• Problem statement:
Look over the lines below. Report each one that includes the string "ErrorInfo".

• Records shown:
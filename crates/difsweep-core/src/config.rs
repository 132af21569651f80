//! Raw sweep configuration: named sections of key → token-list entries.

use std::collections::BTreeMap;
use std::fs;
use std::path::Path;

use serde_yaml::Value as Yaml;

use crate::errors::{ErrorInfo, SweepError};

/// Parsed but untyped configuration source.
///
/// Each section maps parameter names to a raw entry string; an entry is a
/// whitespace-separated list of candidate value tokens. Typing happens later
/// when an attr table parses the tokens.
#[derive(Debug, Clone, Default, PartialEq)]
pub struct ConfigSource {
    sections: BTreeMap<String, BTreeMap<String, String>>,
}

impl ConfigSource {
    /// Builds a source directly from section maps. Test and wiring helper.
    pub fn from_sections(sections: BTreeMap<String, BTreeMap<String, String>>) -> Self {
        Self { sections }
    }

    /// Loads a YAML config file: a mapping of section name to a mapping of
    /// parameter name to entry.
    pub fn load(path: &Path) -> Result<Self, SweepError> {
        let text = fs::read_to_string(path).map_err(|err| {
            SweepError::Io(
                ErrorInfo::new("config-read", "failed to read config file")
                    .with_context("path", path.display().to_string())
                    .with_hint(err.to_string()),
            )
        })?;
        Self::parse(&text).map_err(|err| match err {
            SweepError::Config(info) => {
                SweepError::Config(info.with_context("path", path.display().to_string()))
            }
            other => other,
        })
    }

    /// Parses config text. Scalar entries are coerced to strings, so
    /// `thresh: 5` and `thresh: "5 10"` both work; a sequence of scalars is
    /// joined with single spaces.
    pub fn parse(text: &str) -> Result<Self, SweepError> {
        let doc: Yaml = serde_yaml::from_str(text).map_err(|err| {
            SweepError::Config(
                ErrorInfo::new("config-parse", "config file is not valid YAML")
                    .with_hint(err.to_string()),
            )
        })?;
        let Yaml::Mapping(root) = doc else {
            return Err(SweepError::Config(ErrorInfo::new(
                "config-shape",
                "config root must be a mapping of sections",
            )));
        };
        let mut sections = BTreeMap::new();
        for (name, body) in root {
            let name = scalar_string(&name).ok_or_else(|| {
                SweepError::Config(ErrorInfo::new(
                    "config-section-name",
                    "section names must be scalars",
                ))
            })?;
            let Yaml::Mapping(body) = body else {
                return Err(SweepError::Config(
                    ErrorInfo::new("config-section-shape", "section body must be a mapping")
                        .with_context("section", name),
                ));
            };
            let mut entries = BTreeMap::new();
            for (key, value) in body {
                let key = scalar_string(&key).ok_or_else(|| {
                    SweepError::Config(
                        ErrorInfo::new("config-key-name", "entry keys must be scalars")
                            .with_context("section", name.clone()),
                    )
                })?;
                let entry = entry_string(&value).ok_or_else(|| {
                    SweepError::Config(
                        ErrorInfo::new(
                            "config-entry-shape",
                            "entries must be scalars or sequences of scalars",
                        )
                        .with_context("section", name.clone())
                        .with_context("key", key.clone()),
                    )
                })?;
                entries.insert(key, entry);
            }
            sections.insert(name, entries);
        }
        Ok(Self { sections })
    }

    /// Overlays `self` onto `defaults`: entries from the named file win,
    /// section by section and key by key; defaults only fill gaps.
    pub fn merged_over(self, defaults: ConfigSource) -> ConfigSource {
        let mut merged = defaults;
        for (name, entries) in self.sections {
            let slot = merged.sections.entry(name).or_default();
            for (key, value) in entries {
                slot.insert(key, value);
            }
        }
        merged
    }

    /// Returns the entries of the named section.
    pub fn section(&self, name: &str) -> Result<&BTreeMap<String, String>, SweepError> {
        self.sections.get(name).ok_or_else(|| {
            SweepError::Config(
                ErrorInfo::new("config-missing-section", "config has no such section")
                    .with_context("section", name),
            )
        })
    }

    /// Returns the raw entry for a key within a section.
    pub fn entry(&self, section: &str, key: &str) -> Result<&str, SweepError> {
        self.section(section)?
            .get(key)
            .map(String::as_str)
            .ok_or_else(|| {
                SweepError::Config(
                    ErrorInfo::new("config-missing-key", "section has no entry for parameter")
                        .with_context("section", section)
                        .with_context("key", key),
                )
            })
    }

    /// Whether the named section exists.
    pub fn has_section(&self, name: &str) -> bool {
        self.sections.contains_key(name)
    }
}

fn scalar_string(value: &Yaml) -> Option<String> {
    match value {
        Yaml::String(s) => Some(s.clone()),
        Yaml::Number(n) => Some(n.to_string()),
        Yaml::Bool(b) => Some(b.to_string()),
        Yaml::Null => Some(String::new()),
        _ => None,
    }
}

fn entry_string(value: &Yaml) -> Option<String> {
    match value {
        Yaml::Sequence(items) => {
            let mut tokens = Vec::with_capacity(items.len());
            for item in items {
                tokens.push(scalar_string(item)?);
            }
            Some(tokens.join(" "))
        }
        other => scalar_string(other),
    }
}

#[cfg(test)]
mod tests {
    use super::*;

    #[test]
    fn parses_sections_and_coerces_scalars() {
        let cfg = ConfigSource::parse(
            "spots:\n  thresh: \"5 10\"\n  min_pix: 2\nindex:\n  use_friedel: true\n",
        )
        .unwrap();
        assert_eq!(cfg.entry("spots", "thresh").unwrap(), "5 10");
        assert_eq!(cfg.entry("spots", "min_pix").unwrap(), "2");
        assert_eq!(cfg.entry("index", "use_friedel").unwrap(), "true");
    }

    #[test]
    fn sequences_join_into_token_lists() {
        let cfg = ConfigSource::parse("spots:\n  thresh: [5, 10, 20]\n").unwrap();
        assert_eq!(cfg.entry("spots", "thresh").unwrap(), "5 10 20");
    }

    #[test]
    fn missing_section_and_key_are_distinct_errors() {
        let cfg = ConfigSource::parse("spots:\n  thresh: 5\n").unwrap();
        let missing_section = cfg.section("index").unwrap_err();
        assert_eq!(missing_section.info().code, "config-missing-section");
        let missing_key = cfg.entry("spots", "min_pix").unwrap_err();
        assert_eq!(missing_key.info().code, "config-missing-key");
    }

    #[test]
    fn named_file_wins_over_defaults() {
        let named = ConfigSource::parse("spots:\n  thresh: 7\n").unwrap();
        let defaults =
            ConfigSource::parse("spots:\n  thresh: 5\n  min_pix: 2\nindex:\n  hkl_tol: 0.1\n")
                .unwrap();
        let merged = named.merged_over(defaults);
        assert_eq!(merged.entry("spots", "thresh").unwrap(), "7");
        assert_eq!(merged.entry("spots", "min_pix").unwrap(), "2");
        assert_eq!(merged.entry("index", "hkl_tol").unwrap(), "0.1");
    }
}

• Your solution:
use crate::errors::{ErrorInfo, SweepError};
                ErrorInfo::new("config-read", "failed to read config file")
                ErrorInfo::new("config-parse", "config file is not valid YAML")
            return Err(SweepError::Config(ErrorInfo::new(
                SweepError::Config(ErrorInfo::new(
                    ErrorInfo::new("config-section-shape", "section body must be a mapping")
                        ErrorInfo::new("config-key-name", "entry keys must be scalars")
                        ErrorInfo::new(
                ErrorInfo::new("config-missing-section", "config has no such section")
                    ErrorInfo::new("config-missing-key", "section has no entry for parameter")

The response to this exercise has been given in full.